Courage and opportunities arising from self-confidence means we feel less threatened by those who are viewed as more proficient in their Islam than us. We need to define Islam for ourselves instead of being told how, what, where, when and why we should practice. We need to learn deflection techniques when encountering a negative comment or ridiculous speech.
Like a teenager growing into his/her own, so is the convert trying to figure out what works or doesn’t fit into their lifestyle easily. If you make it too difficult, they leave.
Instead, make Islam easy for us. The Prophet, peace be upon him, who would get angry at the person who would reveal something that would make it difficult for that person to practice.
Please don’t overload us with so much information. It often means we give up trying.
iii) symbolic membership with an “imagined community” is discussed by Cervatiuc. The effects of exclusion, I have found, is the isolation that converts talk about, the lack of willingness to try to engage with the community because of the ostracism which can be as simple as not saying salaam. This lowers our chances for success.
“I deserve to be successful, and I can succeed” are self-affirmations we must remind ourselves, and each other when choosing the path towards Allah. Often times I have found myself in bouts of sadness because I say to myself, “who am I to succeed, why do I deserve to be successful.” It’s been nine years since I converted and I still have to work on this.
What does this mean to you? Invite us to events. Give us free tickets to something. Take us out for dinner. Don’t forget to call us on Eid. Text, email, chat, meet, or even just smile at us.
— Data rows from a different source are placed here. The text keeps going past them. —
impl<'a, R: Read + Seek> Resolver<'a, R> {
    fn run(&mut self) -> Result<()> {
        let root = self.graph.root;
        self.pending.insert(root);
        self.queue.push_back(root);

        loop {
            while let Some(addr) = self.queue.pop_front() {
                if self.graph.contains(addr) {
                    return Err(SortError::DuplicateAddress { addr });
                }
                if addr < self.high_water {
                    self.deferred.push(addr);
                    continue;
                }
                let block = match self.schema.family {
                    Family::V3 => self.parse_v3_block(addr)?,
                    Family::V4 => self.parse_v4_block(addr)?,
                };
                debug!(addr, tag = %block.tag_str(), "parsed block");
                self.pending.remove(&addr);
                self.graph.insert(block)?;
                self.high_water = addr;
            }
            self.passes += 1;
            if self.deferred.is_empty() {
                break;
            }
            // Rewind: refill the worklist from the deferrals and restart the
            // forward cursor at the top of the file.
            self.high_water = 0;
            self.queue.extend(self.deferred.drain(..));
        }
        Ok(())
    }

    /// Record a discovered link target, reusing the existing node when the
    /// address is already finalized or pending.
    fn discover(&mut self, addr: u64) {
        if addr == 0 || self.graph.contains(addr) || self.pending.contains(&addr) {
            return;
        }
        self.pending.insert(addr);
        self.queue.push_back(addr);
    }

    fn read_at(&mut self, addr: u64, len: usize) -> Result<Vec<u8>> {
        self.src.seek(SeekFrom::Start(addr))?;
        let mut buf = vec![0u8; len];
        self.src.read_exact(&mut buf)?;
        Ok(buf)
    }

    // ── 3.x ─────────────────────────────────────────────────────────────────

    fn parse_v3_block(&mut self, addr: u64) -> Result<Block> {
        let e = self.schema.endian;
        let head = self.read_at(addr, 4)?;
        let tag = [head[0], head[1]];
        // The length field is little-endian even in big-endian files; only
        // links and data fields honor the id-block byte order.
        let length = LittleEndian::read_u16(&head[2..4]) as usize;

        let base = self.schema.base_link_count(&tag)?;
        let kind = self.schema.kind_of(&tag)?;
        if length < 4 + 4 * base {
            return Err(SortError::Corrupt(format!(
                "{} block at {addr:#x} declares length {length}, too short for {base} links",
                String::from_utf8_lossy(&tag)
            )));
        }
        let blk = self.read_at(addr, length)?;

        let mut links = Vec::with_capacity(base);
        for i in 0..base {
            let off = 4 + 4 * i;
            let target = e.u32(&blk[off..off + 4]) as u64;
            links.push(Link { offset: off as u32, target });
        }

        self.extra_v3_links(addr, &tag, &blk, &mut links)?;

        // Discover children. The data-section link of a data group is
        // validated and registered directly: 3.x data sections are
        // headerless and must never be parsed as blocks.
        let data_link = self.schema.dg_data_link();
        for i in 0..links.len() {
            let target = links[i].target;
            if target == 0 {
                continue;
            }
            if tag == *b"DG" && i == data_link {
                if self.validate_v3_data_link(addr)? {
                    self.register_data_section(target)?;
                } else {
                    // Link present but no channel group carries records;
                    // drop it like the reference behavior does.
                    links[i].target = 0;
                }
            } else {
                self.discover(target);
            }
        }

        let data = self.parse_v3_fields(addr, kind, &blk)?;

        let mut block = Block::new(addr, tag, length as u64, kind);
        block.links = links;
        block.data = data;
        Ok(block)
    }

    /// Content-conditional extra links of the 3.x family.
    fn extra_v3_links(
        &mut self,
        addr: u64,
        tag: &[u8; 2],
        blk: &[u8],
        links: &mut Vec<Link>,
    ) -> Result<()> {
        let e = self.schema.endian;
        let length = blk.len();

        match tag {
            // CG grown to 30 bytes carries a sample-reduction link at the end.
            b"CG" if length == 30 => {
                let target = e.u32(&blk[26..30]) as u64;
                links.push(Link { offset: 26, target });
                self.discover(target);
            }
            // CN: long-name text at 218, display-name text at 222.
            b"CN" if length > 218 => {
                let target = e.u32(&blk[218..222]) as u64;
                links.push(Link { offset: 218, target });
                self.discover(target);
                if length > 222 {
                    let target = e.u32(&blk[222..226]) as u64;
                    links.push(Link { offset: 222, target });
                    self.discover(target);
                }
            }
            // CC conversion type 12 is a text-range table with one text link
            // per entry.
            b"CC" if length >= 46 => {
                let convtype = e.u16(&blk[42..44]);
                if convtype == 12 {
                    let entries = e.u16(&blk[44..46]) as usize;
                    for i in 0..entries {
                        let off = 46 + 20 * i + 16;
                        if off + 4 > length {
                            return Err(SortError::Corrupt(format!(
                                "CC block at {addr:#x} declares {entries} table entries beyond its length"
                            )));
                        }
                        let target = e.u32(&blk[off..off + 4]) as u64;
                        links.push(Link { offset: off as u32, target });
                        self.discover(target);
                    }
                }
            }
            // CD carries two links per dependency.
            b"CD" if length >= 8 => {
                let deps = e.u16(&blk[6..8]) as usize;
                for j in 0..2 * deps {
                    let off = 8 + 4 * j;
                    if off + 4 > length {
                        return Err(SortError::Corrupt(format!(
                            "CD block at {addr:#x} declares {deps} dependencies beyond its length"
                        )));
                    }
                    let target = e.u32(&blk[off..off + 4]) as u64;
                    links.push(Link { offset: off as u32, target });
                    self.discover(target);
                }
            }
            _ => {}
        }
        Ok(())
    }

    fn parse_v3_fields(&self, addr: u64, kind: Kind, blk: &[u8]) -> Result<BlockData> {
        let e = self.schema.endian;
        let need = |n: usize| -> Result<()> {
            if blk.len() < n {
                Err(SortError::Corrupt(format!(
                    "block at {addr:#x} too short for its typed fields"
                )))
            } else {
                Ok(())
            }
        };
        let at = |offset: u64, width: usize| -> std::ops::Range<usize> {
            offset as usize..offset as usize + width
        };
        let data = match kind {
            Kind::Header => {
                need(18)?;
                BlockData::Header { data_groups: e.u16(&blk[at(V3_HD_DG_COUNT_OFFSET, 2)]) }
            }
            Kind::DataGroup => {
                need(24)?;
                BlockData::DataGroup {
                    channel_groups: e.u16(&blk[at(V3_DG_CG_COUNT_OFFSET, 2)]),
                    record_ids: e.u16(&blk[at(V3_DG_REC_ID_COUNT_OFFSET, 2)]),
                }
            }
            Kind::ChannelGroup => {
                need(26)?;
                BlockData::ChannelGroup {
                    record_id: e.u16(&blk[at(V3_CG_RECORD_ID_OFFSET, 2)]) as u64,
                    record_size: e.u16(&blk[at(V3_CG_RECORD_SIZE_OFFSET, 2)]) as u32,
                    record_count: e.u32(&blk[at(V3_CG_CYCLE_COUNT_OFFSET, 4)]) as u64,
                    flags: 0,
                }
            }
            _ => BlockData::Plain,
        };
        Ok(data)
    }

    /// A 3.x data-section link is only accepted if the data group has at
    /// least one channel group with a non-zero record count; a dangling
    /// pointer into arbitrary bytes is ignored otherwise.
    fn validate_v3_data_link(&mut self, dg_addr: u64) -> Result<bool> {
        let e = self.schema.endian;
        let buf = self.read_at(dg_addr + V3_DG_CG_COUNT_OFFSET, 2)?;
        let mut remaining = e.u16(&buf);
        if remaining < 1 {
            return Ok(false);
        }
        let buf = self.read_at(dg_addr + 8, 4)?;
        let mut cg = e.u32(&buf) as u64;
        while cg != 0 {
            let buf = self.read_at(cg + V3_CG_CYCLE_COUNT_OFFSET, 4)?;
            if e.u32(&buf) > 0 {
                return Ok(true);
            }
            remaining -= 1;
            if remaining == 0 {
                break;
            }
            let buf = self.read_at(cg + 4, 4)?;
            cg = e.u32(&buf) as u64;
        }
        Ok(false)
    }

    /// Headerless data sections are finalized the moment they are found;
    /// their length is filled in by [`Resolver::compute_section_lengths`].
    fn register_data_section(&mut self, addr: u64) -> Result<()> {
        if self.graph.contains(addr) {
            return Ok(());
        }
        self.graph.insert(Block::new(addr, *b"DT", 0, Kind::RawData))
    }

    // ── 4.x ─────────────────────────────────────────────────────────────────

    fn parse_v4_block(&mut self, addr: u64) -> Result<Block> {
        let head = self.read_at(addr, V4_HEADER_LEN as usize)?;
        if &head[0..2] != b"##" {
            return Err(SortError::Corrupt(format!(
                "block at {addr:#x} does not start with '##'"
            )));
        }
        let tag = [head[2], head[3]];
        let length = LittleEndian::read_u64(&head[8..16]);
        let link_count = LittleEndian::read_u64(&head[16..24]) as usize;
        let kind = self.schema.kind_of(&tag)?;

        let data_start = V4_HEADER_LEN + 8 * link_count as u64;
        if length < data_start {
            return Err(SortError::Corrupt(format!(
                "{} block at {addr:#x} declares length {length}, too short for {link_count} links",
                String::from_utf8_lossy(&tag)
            )));
        }

        let raw = self.read_at(addr + V4_HEADER_LEN, 8 * link_count)?;
        let mut links = Vec::with_capacity(link_count);
        for i in 0..link_count {
            let target = LittleEndian::read_u64(&raw[8 * i..8 * i + 8]);
            links.push(Link { offset: (V4_HEADER_LEN as usize + 8 * i) as u32, target });
            self.discover(target);
        }

        let data = self.parse_v4_fields(addr, kind, length, data_start)?;

        let mut block = Block::new(addr, tag, length, kind);
        block.links = links;
        block.data = data;
        Ok(block)
    }

    fn parse_v4_fields(
        &mut self,
        addr: u64,
        kind: Kind,
        length: u64,
        data_start: u64,
    ) -> Result<BlockData> {
        let short = || SortError::Corrupt(format!("block at {addr:#x} too short for its typed fields"));
        let data = match kind {
            Kind::Header => BlockData::Header { data_groups: 0 },
            Kind::DataGroup => {
                if length < data_start + 1 {
                    return Err(short());
                }
                let body = self.read_at(addr + data_start + V4_DG_REC_ID_WIDTH_REL, 1)?;
                BlockData::DataGroup { channel_groups: 0, record_ids: body[0] as u16 }
            }
            Kind::ChannelGroup => {
                if length < data_start + 32 {
                    return Err(short());
                }
                let body = self.read_at(addr + data_start, 32)?;
                let field = |rel: u64, width: usize| &body[rel as usize..rel as usize + width];
                BlockData::ChannelGroup {
                    record_id: LittleEndian::read_u64(field(V4_CG_RECORD_ID_REL, 8)),
                    record_count: LittleEndian::read_u64(field(V4_CG_CYCLE_COUNT_REL, 8)),
                    flags: LittleEndian::read_u16(field(V4_CG_FLAGS_REL, 2)),
                    record_size: LittleEndian::read_u32(field(V4_CG_DATA_BYTES_REL, 4))
                        + LittleEndian::read_u32(field(V4_CG_INVAL_BYTES_REL, 4)),
                }
            }
            _ => BlockData::Plain,
        };
        Ok(data)
    }

    // ── Post-resolution ─────────────────────────────────────────────────────

    /// Recompute the length of every 3.x data section from its sibling
    /// channel groups.
    fn compute_section_lengths(&mut self) -> Result<()> {
        let data_link = self.schema.dg_data_link();
        let dgs: Vec<u64> = self
            .graph
            .iter()
            .filter(|(_, b)| b.kind == Kind::DataGroup)
            .map(|(&a, _)| a)
            .collect();

        for dg_addr in dgs {
            let dg = self.graph.node(dg_addr)?;
            let section = dg.link_target(data_link);
            if section == 0 {
                continue;
            }
            let record_ids = match dg.data {
                BlockData::DataGroup { record_ids, .. } => record_ids as u64,
                _ => {
                    return Err(SortError::Corrupt(format!(
                        "data group at {dg_addr:#x} was never refined"
                    )))
                }
            };
            let chain = self.graph.cg_chain(dg_addr)?;
            if chain.is_empty() {
                return Err(SortError::Corrupt(format!(
                    "data group at {dg_addr:#x} owns a data section but no channel groups"
                )));
            }
            let mut total = 0u64;
            for cg_addr in chain {
                match self.graph.node(cg_addr)?.data {
                    BlockData::ChannelGroup { record_size, record_count, .. } => {
                        total += (record_size as u64 + record_ids) * record_count;
                    }
                    _ => {
                        return Err(SortError::Corrupt(format!(
                            "channel group at {cg_addr:#x} was never refined"
                        )))
                    }
                }
            }
            self.graph.node_mut(section)?.length = total;
        }
        Ok(())
    }
}
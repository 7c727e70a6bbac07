use clap::{Parser, Subcommand};
use mdfsort::{inspect_file, sort_file, SortOptions};
use std::path::PathBuf;

#[derive(Parser)]
#[command(name = "mdfsort", about = "Reorganize MDF measurement files into sorted form")]
struct Cli {
    #[command(subcommand)]
    command: Commands,
}

#[derive(Subcommand)]
enum Commands {
    /// Rewrite a file so every channel group owns a contiguous record section
    Sort {
        input: PathBuf,
        #[arg(short, long)]
        output: PathBuf,
        /// Assert that compressed data sections were already inflated
        #[arg(long)]
        unzip: bool,
    },
    /// Show the identification header and resolved block statistics
    Info {
        input: PathBuf,
    },
}

fn main() -> Result<(), Box<dyn std::error::Error>> {
    tracing_subscriber::fmt()
        .with_env_filter(
            tracing_subscriber::EnvFilter::try_from_default_env()
                .unwrap_or_else(|_| tracing_subscriber::EnvFilter::new("info")),
        )
        .with_writer(std::io::stderr)
        .init();

    match Cli::parse().command {

        // ── Sort ─────────────────────────────────────────────────────────────
        Commands::Sort { input, output, unzip } => {
            let opts = SortOptions { input: input.clone(), output: output.clone(), unzip };
            let summary = sort_file(&opts)?;
            println!("Sorted: {} → {}", input.display(), output.display());
            println!("  MDF version     {}", summary.version);
            println!("  Resolver passes {}", summary.passes);
            println!("  Blocks written  {}", summary.blocks_written);
            println!("  Bytes written   {}", summary.bytes_written);
            println!("  Groups split    {}", summary.groups_split);
        }

        // ── Info ─────────────────────────────────────────────────────────────
        Commands::Info { input } => {
            let report = inspect_file(&input)?;
            println!("── MDF file ─────────────────────────────────────────────");
            println!("  Path            {}", input.display());
            println!("  Version         {} ({})", report.version, report.version_str);
            println!("  Family          {:?}", report.family);
            println!("  Byte order      {:?}", report.endian);
            println!("  Resolver passes {}", report.passes);
            println!("  Blocks          {}", report.blocks);
            println!("  Interleaved     {}", report.interleaved_groups);
            println!("  Blocks by tag:");
            for (tag, count) in &report.tag_counts {
                println!("    {:<4} {}", tag, count);
            }
        }
    }

    Ok(())
}
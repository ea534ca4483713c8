use crate::geometry::{AxisReference, PlaneReference};

/// Owns the reference records shared by the alignment operations.
///
/// The host creates one session per editing context and passes it to
/// each operation; there are no process-wide singletons. Define
/// operations replace a record wholesale, everything else reads it.
/// A session must not be mutated concurrently with a read.
#[derive(Debug, Default)]
pub struct Session {
    axis: AxisReference,
    plane: PlaneReference,
}

impl Session {
    /// Creates a session with both references undefined.
    #[must_use]
    pub fn new() -> Self {
        Self::default()
    }

    /// Returns the current axis reference.
    #[must_use]
    pub fn axis(&self) -> &AxisReference {
        &self.axis
    }

    /// Returns the current plane reference.
    #[must_use]
    pub fn plane(&self) -> &PlaneReference {
        &self.plane
    }

    /// Replaces the axis reference.
    pub(crate) fn set_axis(&mut self, axis: AxisReference) {
        self.axis = axis;
    }

    /// Replaces the plane reference.
    pub(crate) fn set_plane(&mut self, plane: PlaneReference) {
        self.plane = plane;
    }
}
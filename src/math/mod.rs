pub mod project_3d;

pub use project_3d::{point_on_line, point_on_plane, signed_plane_distance};

/// 3D point type.
pub type Point3 = nalgebra::Point3<f64>;

/// 3D vector type.
pub type Vector3 = nalgebra::Vector3<f64>;

/// Global geometric tolerance for floating-point comparisons.
pub const TOLERANCE: f64 = 1e-10;
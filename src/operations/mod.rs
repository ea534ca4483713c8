mod align_to_axis;
mod define_axis;
mod define_plane;
mod planarize;

pub use align_to_axis::AlignToAxis;
pub use define_axis::DefineAxis;
pub use define_plane::DefinePlane;
pub use planarize::Planarize;
use crate::error::{Result, SelectionError};
use crate::geometry::AxisReference;
use crate::math::Point3;
use crate::session::Session;

/// Defines the session axis from the first two selected vertices.
pub struct DefineAxis {
    selection: Vec<Point3>,
}

impl DefineAxis {
    /// Creates a new `DefineAxis` operation over the current selection,
    /// in selection order.
    #[must_use]
    pub fn new(selection: Vec<Point3>) -> Self {
        Self { selection }
    }

    /// Executes the definition, replacing the session's axis reference.
    ///
    /// The session is only mutated once validation has fully succeeded;
    /// on failure the previous reference is left intact.
    ///
    /// # Errors
    ///
    /// Returns an error if fewer than two vertices are selected, or if
    /// the first two coincide (degenerate axis).
    pub fn execute(&self, session: &mut Session) -> Result<AxisReference> {
        if self.selection.len() < 2 {
            return Err(SelectionError::TooFew {
                required: 2,
                actual: self.selection.len(),
            }
            .into());
        }

        let axis = AxisReference::from_points(self.selection[0], self.selection[1])?;
        session.set_axis(axis);
        Ok(axis)
    }
}
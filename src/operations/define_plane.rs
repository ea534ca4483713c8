use crate::error::{Result, SelectionError};
use crate::geometry::PlaneReference;
use crate::math::Point3;
use crate::session::Session;

/// Defines the session plane from exactly three selected vertices.
///
/// Unlike [`DefineAxis`](crate::operations::DefineAxis), which takes the
/// first two of any larger selection, this operation rejects selections
/// of any size other than three.
pub struct DefinePlane {
    selection: Vec<Point3>,
}

impl DefinePlane {
    /// Creates a new `DefinePlane` operation over the current selection,
    /// in selection order.
    #[must_use]
    pub fn new(selection: Vec<Point3>) -> Self {
        Self { selection }
    }

    /// Executes the definition, replacing the session's plane reference.
    ///
    /// The session is only mutated once validation has fully succeeded;
    /// on failure the previous reference is left intact.
    ///
    /// # Errors
    ///
    /// Returns an error if the selection does not contain exactly three
    /// vertices, or if the three are collinear (degenerate normal).
    pub fn execute(&self, session: &mut Session) -> Result<PlaneReference> {
        if self.selection.len() != 3 {
            return Err(SelectionError::ExactCount {
                required: 3,
                actual: self.selection.len(),
            }
            .into());
        }

        let plane =
            PlaneReference::from_points(self.selection[0], self.selection[1], self.selection[2])?;
        session.set_plane(plane);
        Ok(plane)
    }
}
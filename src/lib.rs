pub mod error;
pub mod geometry;
pub mod math;
pub mod operations;
pub mod session;

pub use error::{AlineaError, Result};
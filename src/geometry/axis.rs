use crate::error::{GeometryError, ReferenceError, Result};
use crate::math::{point_on_line, Point3, Vector3, TOLERANCE};

/// A reference line captured from two selected vertices.
///
/// The line passes through `p1` with unit direction `axis = p2 - p1`,
/// normalized. A freshly created reference is undefined; it becomes
/// defined through [`from_points`](Self::from_points) and stays defined
/// until it is replaced.
#[derive(Debug, Clone, Copy)]
pub struct AxisReference {
    defined: bool,
    p1: Point3,
    p2: Point3,
    axis: Vector3,
}

impl AxisReference {
    /// Creates an undefined reference with a zero axis.
    #[must_use]
    pub fn undefined() -> Self {
        Self {
            defined: false,
            p1: Point3::origin(),
            p2: Point3::origin(),
            axis: Vector3::zeros(),
        }
    }

    /// Creates a defined reference from the first two selected points.
    ///
    /// # Errors
    ///
    /// Returns [`GeometryError::DegenerateAxis`] if the points coincide
    /// within tolerance, so a zero axis can never be marked defined.
    pub fn from_points(p1: Point3, p2: Point3) -> Result<Self> {
        let direction = p2 - p1;
        let len = direction.norm();
        if len < TOLERANCE {
            return Err(GeometryError::DegenerateAxis.into());
        }
        Ok(Self {
            defined: true,
            p1,
            p2,
            axis: direction / len,
        })
    }

    /// Returns whether the reference has been defined.
    #[must_use]
    pub fn is_defined(&self) -> bool {
        self.defined
    }

    /// Returns the first reference point (the line anchor).
    #[must_use]
    pub fn p1(&self) -> &Point3 {
        &self.p1
    }

    /// Returns the second reference point.
    #[must_use]
    pub fn p2(&self) -> &Point3 {
        &self.p2
    }

    /// Returns the unit axis direction, or the zero vector while undefined.
    #[must_use]
    pub fn axis(&self) -> &Vector3 {
        &self.axis
    }

    /// Projects a point onto the reference line.
    ///
    /// # Errors
    ///
    /// Returns [`ReferenceError::NotDefined`] if the axis has not been
    /// defined yet.
    pub fn project(&self, point: &Point3) -> Result<Point3> {
        if !self.defined {
            return Err(ReferenceError::NotDefined { reference: "axis" }.into());
        }
        Ok(point_on_line(&self.p1, &self.axis, point))
    }

    /// Returns the endpoints of the axis segment extended past `p1` and
    /// `p2` by `extension`, for a host overlay to draw.
    ///
    /// # Errors
    ///
    /// Returns [`ReferenceError::NotDefined`] if the axis has not been
    /// defined yet.
    pub fn display_segment(&self, extension: f64) -> Result<[Point3; 2]> {
        if !self.defined {
            return Err(ReferenceError::NotDefined { reference: "axis" }.into());
        }
        Ok([self.p1 - self.axis * extension, self.p2 + self.axis * extension])
    }
}

impl Default for AxisReference {
    fn default() -> Self {
        Self::undefined()
    }
}

#[cfg(test)]
#[allow(clippy::unwrap_used)]
mod tests {
    use super::*;
    use crate::error::AlineaError;

    fn p(x: f64, y: f64, z: f64) -> Point3 {
        Point3::new(x, y, z)
    }

    #[test]
    fn from_points_normalizes_axis() {
        let axis = AxisReference::from_points(p(0.0, 0.0, 0.0), p(2.0, 0.0, 0.0)).unwrap();
        assert!(axis.is_defined());
        assert!((axis.axis() - Vector3::new(1.0, 0.0, 0.0)).norm() < TOLERANCE);
    }

    #[test]
    fn axis_is_unit_and_parallel_to_chord() {
        let p1 = p(1.0, -2.0, 0.5);
        let p2 = p(4.0, 0.0, -1.5);
        let axis = AxisReference::from_points(p1, p2).unwrap();
        assert!((axis.axis().norm() - 1.0).abs() < TOLERANCE);
        // Parallel: cross product with the chord vanishes
        assert!(axis.axis().cross(&(p2 - p1)).norm() < TOLERANCE);
    }

    #[test]
    fn coincident_points_are_degenerate() {
        let result = AxisReference::from_points(p(1.0, 1.0, 1.0), p(1.0, 1.0, 1.0));
        assert!(matches!(
            result,
            Err(AlineaError::Geometry(GeometryError::DegenerateAxis))
        ));
    }

    #[test]
    fn undefined_reference_refuses_projection() {
        let axis = AxisReference::undefined();
        assert!(!axis.is_defined());
        assert!(matches!(
            axis.project(&p(1.0, 1.0, 1.0)),
            Err(AlineaError::Reference(ReferenceError::NotDefined { .. }))
        ));
    }

    #[test]
    fn projects_point_onto_line() {
        let axis = AxisReference::from_points(p(0.0, 0.0, 0.0), p(2.0, 0.0, 0.0)).unwrap();
        let projected = axis.project(&p(1.0, 1.0, 1.0)).unwrap();
        assert!((projected - p(1.0, 0.0, 0.0)).norm() < TOLERANCE);
    }

    #[test]
    fn display_segment_extends_both_ends() {
        let axis = AxisReference::from_points(p(0.0, 0.0, 0.0), p(1.0, 0.0, 0.0)).unwrap();
        let [start, end] = axis.display_segment(0.5).unwrap();
        assert!((start - p(-0.5, 0.0, 0.0)).norm() < TOLERANCE);
        assert!((end - p(1.5, 0.0, 0.0)).norm() < TOLERANCE);
    }

    #[test]
    fn display_segment_requires_definition() {
        assert!(AxisReference::undefined().display_segment(0.1).is_err());
    }
}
If you have offended a convert, apologize. If you haven’t talked in years, re-establish contact. If you don’t know what to say, ask Allah to guide you. Above all, remind yourself that the reflex you have in knowing Allah is there for you, is a mercy and kindness we try to remind ourselves everyday to be aware of.
Anything right and good is from Allah, and anything wrong I have said is from my nafs and shaitan and I do ask for forgiveness for that and all materials on this website and other relevant materials Ameen.